But how exactly did that happen? How did these "Wolves of Wall
Street" get away with it? In the 1970s, the 'theory of
efficient markets' became increasingly popular. It says
essentially that markets should be allowed to regulate themselves.
According to this theory, markets will operate more efficiently,
because those who actually work in the financial sector know the
markets better than government regulators do. Even the most progressive lawyers,
whether in legal academia or in law firms, or the students that we teach,
for a long time have fallen for the belief. So the goal was to make
markets more efficient. The goal was to ensure that shareholders and
corporations can really control what’s going on. And so if you give
them all the right incentives, then the right outcome will happen. But that didn't work. Why? Because
these periods of euphoria and crisis are based on a kind
of collective irrationality. The financial players are no longer
able to work out solutions among themselves, so outside
intervention is required. The sub-prime mortgage crisis shed
light on a dark corner of the financial sector: traders were
making deals that were so risky that they threatened the U-S economy. The U.S. and Europe were rocked
by this crisis. Those responsible were facing possible criminal charges.
And the world leaders who'd done little to prevent the collapse
then promised to steady the ship. We brought the global economy
back from the brink. We laid the groundwork today for long-term
prosperity, as well. “Long-term prosperity" is an
ambitious goal even in the best of times. The leaders agreed to ban
extremely risky transactions, and ordered banks to increase
their emergency reserves. Their top priority was to rescue the
world’s banking system. Central banks would play a key
role in this effort. The U-S Federal Reserve fired up
the printing presses, pumping more money into the ailing economy.
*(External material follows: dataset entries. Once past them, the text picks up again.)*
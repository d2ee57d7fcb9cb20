//! TMDB API response types and request parameters.

use std::fmt;
use std::str::FromStr;

use anyhow::bail;
use serde::{Deserialize, Deserializer};

/// Base URL of the YouTube watch page used for trailers.
const YOUTUBE_WATCH_URL: &str = "https://www.youtube.com/watch?v=";

// --- Listings ---

/// One page of a paginated TMDB listing.
///
/// Returned by `movie/popular`, `movie/top_rated`, `trending/movie/{window}`
/// and `search/movie`. Results keep the order the API sent them in.
#[derive(Debug, Clone, Deserialize)]
#[serde(bound(deserialize = "T: Deserialize<'de>"))]
pub struct PageResult<T> {
    /// Current page number.
    #[serde(default = "first_page", deserialize_with = "null_as_first_page")]
    pub page: u32,
    /// Results on this page.
    #[serde(default = "Vec::new", deserialize_with = "null_as_default")]
    pub results: Vec<T>,
    /// Total number of pages for the query.
    #[serde(default = "first_page", deserialize_with = "null_as_first_page")]
    pub total_pages: u32,
    /// Total number of results for the query.
    #[serde(default, deserialize_with = "null_as_default")]
    pub total_results: u32,
}

/// Serde default for page counters.
const fn first_page() -> u32 {
    1
}

/// Reads `null` as [`first_page`].
fn null_as_first_page<'de, D: Deserializer<'de>>(deserializer: D) -> Result<u32, D::Error> {
    Option::<u32>::deserialize(deserializer).map(|page| page.unwrap_or_else(first_page))
}

/// Reads `null` the same way as a missing field.
fn null_as_default<'de, D, T>(deserializer: D) -> Result<T, D::Error>
where
    D: Deserializer<'de>,
    T: Default + Deserialize<'de>,
{
    Option::<T>::deserialize(deserializer).map(Option::unwrap_or_default)
}

/// A movie as it appears in list endpoints.
#[derive(Debug, Clone, PartialEq, Deserialize)]
pub struct MovieSummary {
    /// TMDB movie ID.
    pub id: u64,
    /// Localized title.
    #[serde(default, deserialize_with = "null_as_default")]
    pub title: String,
    /// Poster image path.
    #[serde(default)]
    pub poster_path: Option<String>,
    /// Vote average (`None` when missing or null).
    #[serde(default)]
    pub vote_average: Option<f64>,
    /// Release date (YYYY-MM-DD, may be empty or missing).
    #[serde(default)]
    pub release_date: Option<String>,
}

impl MovieSummary {
    /// Returns the release year parsed from `release_date`, if any.
    #[must_use]
    pub fn release_year(&self) -> Option<&str> {
        release_year(self.release_date.as_deref())
    }
}

/// Extracts the `YYYY` part of a `YYYY-MM-DD` date string.
fn release_year(date: Option<&str>) -> Option<&str> {
    date.and_then(|d| d.split('-').next())
        .filter(|year| !year.is_empty())
}

// --- Movie Details ---

/// Response from `movie/{movie_id}?append_to_response=credits,videos`.
#[derive(Debug, Clone, Deserialize)]
pub struct MovieDetail {
    /// TMDB movie ID.
    pub id: u64,
    /// Localized title.
    #[serde(default, deserialize_with = "null_as_default")]
    pub title: String,
    /// Poster image path.
    #[serde(default)]
    pub poster_path: Option<String>,
    /// Vote average (`None` when missing or null).
    #[serde(default)]
    pub vote_average: Option<f64>,
    /// Vote count.
    #[serde(default, deserialize_with = "null_as_default")]
    pub vote_count: u32,
    /// Release date (YYYY-MM-DD).
    #[serde(default)]
    pub release_date: Option<String>,
    /// Tagline.
    #[serde(default)]
    pub tagline: Option<String>,
    /// Overview text.
    #[serde(default)]
    pub overview: Option<String>,
    /// Runtime in minutes.
    #[serde(default)]
    pub runtime: Option<u32>,
    /// Budget in USD (0 when unknown).
    #[serde(default, deserialize_with = "null_as_default")]
    pub budget: u64,
    /// Revenue in USD (0 when unknown).
    #[serde(default, deserialize_with = "null_as_default")]
    pub revenue: u64,
    /// Release status (e.g., "Released").
    #[serde(default)]
    pub status: Option<String>,
    /// Popularity score.
    #[serde(default, deserialize_with = "null_as_default")]
    pub popularity: f64,
    /// Genres in API order.
    #[serde(default, deserialize_with = "null_as_default")]
    pub genres: Vec<Genre>,
    /// Production companies in API order.
    #[serde(default, deserialize_with = "null_as_default")]
    pub production_companies: Vec<ProductionCompany>,
    /// Embedded credits.
    #[serde(default, deserialize_with = "null_as_default")]
    pub credits: Credits,
    /// Embedded videos.
    #[serde(default, deserialize_with = "null_as_default")]
    pub videos: Videos,
}

impl MovieDetail {
    /// Projects the detail record onto the list-level summary shape.
    #[must_use]
    pub fn summary(&self) -> MovieSummary {
        MovieSummary {
            id: self.id,
            title: self.title.clone(),
            poster_path: self.poster_path.clone(),
            vote_average: self.vote_average,
            release_date: self.release_date.clone(),
        }
    }

    /// Returns the release year parsed from `release_date`, if any.
    #[must_use]
    pub fn release_year(&self) -> Option<&str> {
        release_year(self.release_date.as_deref())
    }

    /// Returns the first YouTube trailer, if the videos list has one.
    #[must_use]
    pub fn trailer(&self) -> Option<&Video> {
        self.videos
            .results
            .iter()
            .find(|v| v.site == "YouTube" && v.video_type == "Trailer")
    }
}

/// Genre entry.
#[derive(Debug, Clone, PartialEq, Eq, Deserialize)]
pub struct Genre {
    /// Genre ID.
    pub id: u32,
    /// Genre name.
    pub name: String,
}

/// Production company entry.
#[derive(Debug, Clone, PartialEq, Eq, Deserialize)]
pub struct ProductionCompany {
    /// Company ID.
    pub id: u64,
    /// Company name.
    pub name: String,
}

/// Credits block embedded via `append_to_response=credits`.
#[derive(Debug, Clone, Default, Deserialize)]
pub struct Credits {
    /// Cast in billing order.
    #[serde(default, deserialize_with = "null_as_default")]
    pub cast: Vec<CastMember>,
}

/// A single cast member.
#[derive(Debug, Clone, PartialEq, Eq, Deserialize)]
pub struct CastMember {
    /// TMDB person ID.
    pub id: u64,
    /// Performer name.
    pub name: String,
    /// Character name.
    #[serde(default)]
    pub character: Option<String>,
    /// Profile image path.
    #[serde(default)]
    pub profile_path: Option<String>,
}

/// Videos block embedded via `append_to_response=videos`.
#[derive(Debug, Clone, Default, Deserialize)]
pub struct Videos {
    /// Video entries.
    #[serde(default, deserialize_with = "null_as_default")]
    pub results: Vec<Video>,
}

/// A single video entry (trailer, teaser, clip...).
#[derive(Debug, Clone, PartialEq, Eq, Deserialize)]
pub struct Video {
    /// Video name.
    #[serde(default, deserialize_with = "null_as_default")]
    pub name: String,
    /// Site-specific key.
    pub key: String,
    /// Hosting site (e.g., "YouTube").
    #[serde(default, deserialize_with = "null_as_default")]
    pub site: String,
    /// Video type (e.g., "Trailer", "Teaser").
    #[serde(rename = "type", default, deserialize_with = "null_as_default")]
    pub video_type: String,
}

impl Video {
    /// Returns the watch URL for YouTube-hosted videos.
    #[must_use]
    pub fn watch_url(&self) -> Option<String> {
        (self.site == "YouTube").then(|| format!("{YOUTUBE_WATCH_URL}{}", self.key))
    }
}

// --- Error Response ---

/// TMDB API error response body.
#[derive(Debug, Clone, Deserialize)]
pub struct TmdbErrorResponse {
    /// TMDB error code.
    pub status_code: u32,
    /// Error message.
    pub status_message: String,
    /// Success flag (always false for errors).
    #[allow(dead_code)]
    #[serde(default, deserialize_with = "null_as_default")]
    pub success: bool,
}

// --- Parameters ---

/// Time window accepted by `trending/movie/{window}`.
#[derive(Debug, Clone, Copy, Default, PartialEq, Eq)]
pub enum TimeWindow {
    /// Trending today.
    #[default]
    Day,
    /// Trending this week.
    Week,
}

impl TimeWindow {
    /// Returns the path segment for this window.
    #[must_use]
    pub const fn as_str(self) -> &'static str {
        match self {
            Self::Day => "day",
            Self::Week => "week",
        }
    }
}

impl fmt::Display for TimeWindow {
    fn fmt(&self, f: &mut fmt::Formatter<'_>) -> fmt::Result {
        f.write_str(self.as_str())
    }
}

impl FromStr for TimeWindow {
    type Err = anyhow::Error;

    fn from_str(s: &str) -> Result<Self, Self::Err> {
        match s {
            "day" => Ok(Self::Day),
            "week" => Ok(Self::Week),
            other => bail!("invalid time window: {other} (expected \"day\" or \"week\")"),
        }
    }
}

#[cfg(test)]
mod tests {
    #![allow(clippy::unwrap_used)]
    #![allow(clippy::indexing_slicing)]
    #![allow(clippy::float_cmp)]

    use super::*;

    #[test]
    fn test_summary_missing_optional_fields_default() {
        // Arrange
        let json = r#"{"id":42,"title":"Untitled"}"#;

        // Act
        let movie: MovieSummary = serde_json::from_str(json).unwrap();

        // Assert
        assert_eq!(movie.id, 42);
        assert!(movie.vote_average.is_none());
        assert!(movie.poster_path.is_none());
        assert!(movie.release_year().is_none());
    }

    #[test]
    fn test_summary_null_poster_path() {
        // Arrange
        let json = r#"{"id":1,"title":"A","poster_path":null,"vote_average":6.5,"release_date":"1999-03-31"}"#;

        // Act
        let movie: MovieSummary = serde_json::from_str(json).unwrap();

        // Assert
        assert!(movie.poster_path.is_none());
        assert_eq!(movie.release_year(), Some("1999"));
    }

    #[test]
    fn test_empty_release_date_has_no_year() {
        // Arrange
        let json = r#"{"id":1,"title":"A","release_date":""}"#;

        // Act
        let movie: MovieSummary = serde_json::from_str(json).unwrap();

        // Assert
        assert!(movie.release_year().is_none());
    }

    #[test]
    fn test_page_result_defaults_total_pages() {
        // Arrange
        let json = r#"{"page":1,"results":[]}"#;

        // Act
        let page: PageResult<MovieSummary> = serde_json::from_str(json).unwrap();

        // Assert
        assert_eq!(page.total_pages, 1);
        assert_eq!(page.total_results, 0);
    }

    #[test]
    fn test_page_result_ignores_unknown_fields() {
        // Arrange
        let json = r#"{"page":3,"results":[{"id":7,"title":"X","adult":false,"genre_ids":[18]}],"total_pages":9,"total_results":170,"dates":{}}"#;

        // Act
        let page: PageResult<MovieSummary> = serde_json::from_str(json).unwrap();

        // Assert
        assert_eq!(page.page, 3);
        assert_eq!(page.results[0].id, 7);
    }

    #[test]
    fn test_detail_summary_projection() {
        // Arrange
        let json = r#"{"id":5,"title":"Five","vote_average":7.1,"release_date":"2001-01-01","budget":10}"#;
        let detail: MovieDetail = serde_json::from_str(json).unwrap();

        // Act
        let summary = detail.summary();

        // Assert
        assert_eq!(summary.id, 5);
        assert_eq!(summary.title, "Five");
        assert_eq!(summary.release_year(), Some("2001"));
        assert!(detail.credits.cast.is_empty());
    }

    #[test]
    fn test_trailer_picks_first_youtube_trailer() {
        // Arrange
        let json = r#"{"id":5,"title":"Five","videos":{"results":[
            {"name":"Teaser","key":"t1","site":"YouTube","type":"Teaser"},
            {"name":"Vimeo Trailer","key":"v1","site":"Vimeo","type":"Trailer"},
            {"name":"Official Trailer","key":"y1","site":"YouTube","type":"Trailer"}
        ]}}"#;
        let detail: MovieDetail = serde_json::from_str(json).unwrap();

        // Act
        let trailer = detail.trailer().unwrap();

        // Assert
        assert_eq!(trailer.key, "y1");
        assert_eq!(
            trailer.watch_url().as_deref(),
            Some("https://www.youtube.com/watch?v=y1")
        );
    }

    #[test]
    fn test_time_window_from_str() {
        // Arrange & Act & Assert
        assert_eq!("day".parse::<TimeWindow>().unwrap(), TimeWindow::Day);
        assert_eq!("week".parse::<TimeWindow>().unwrap(), TimeWindow::Week);
        assert!("month".parse::<TimeWindow>().is_err());
        assert_eq!(TimeWindow::default(), TimeWindow::Day);
    }
}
Central banks, in their current
form, have only been around since the end of the 19th century. Their
primary function is to keep prices and currency stable - to guard against
inflation and stock-market crashes. Central banks are the link between
politicians and the financial system. These institutions regulate that
system so that it doesn't exert too much influence on society. The European Central Bank started
lending huge amounts of money to individual banks, because they
were too nervous to lend to each other. And while the ECB dealt
with this situation, more trouble appeared on the horizon. In Europe, the global financial
crisis was followed by a second emergency, and this involved the
European currency. It exposed weaknesses in the financial system
as a whole, and problems with sovereign debt in particular. It
started when Greece revealed that its finances were in worse shape
than previously thought. This crisis spread throughout the Eurozone, and
raised serious questions about whether the common European
currency could survive. Investors in Italy, Spain, and
even France panicked, and tried to dump their government bonds. ECB president Mario Draghi then
made a policy statement that would become famous. Draghi soon became known as
"Super Mario" for his role in dealing with the crisis. He
dismissed speculation about the end of the Euro, and the solvency
of individual EU countries. Within our mandate, the ECB is
ready to do whatever it takes to preserve the Euro. And believe me, it will be enough. Draghi promised to take all
necessary measures to protect the Euro, and to put an end to
speculation in the financial markets. The politicians had failed
to stop it, so the ECB had to step in to try to keep things
from getting even worse. It was a highly unusual move --
and some EU states criticized it, especially Germany. There were
questions about whether this decision was compatible with the
ECB's mandate. But others said it was the most successful monetary
policy measure ever, because it calmed the markets -- and the
policy itself was never fully implemented. That's what's
so unusual about it. By law, the ECB does not have the
right to finance government debt. At the time, Draghi said, 'I'm not
financing sovereign debt; I'm buying promissory notes from
investors.' But he was obviously financing the sovereign debt of EU
states, through the ECB. His goal was to curb inflation, promote
economic growth, and create jobs. To sum it up, the central banks
in Europe and the US spent huge amounts of money to bail out the
banks, and restore some order to the financial sector. And what was the result? Did all
that new money strengthen the global economy? It did not. In
fact, it did just the opposite. Government debt soared as a result
of the crisis. Central-bank balance sheets will never look the same again.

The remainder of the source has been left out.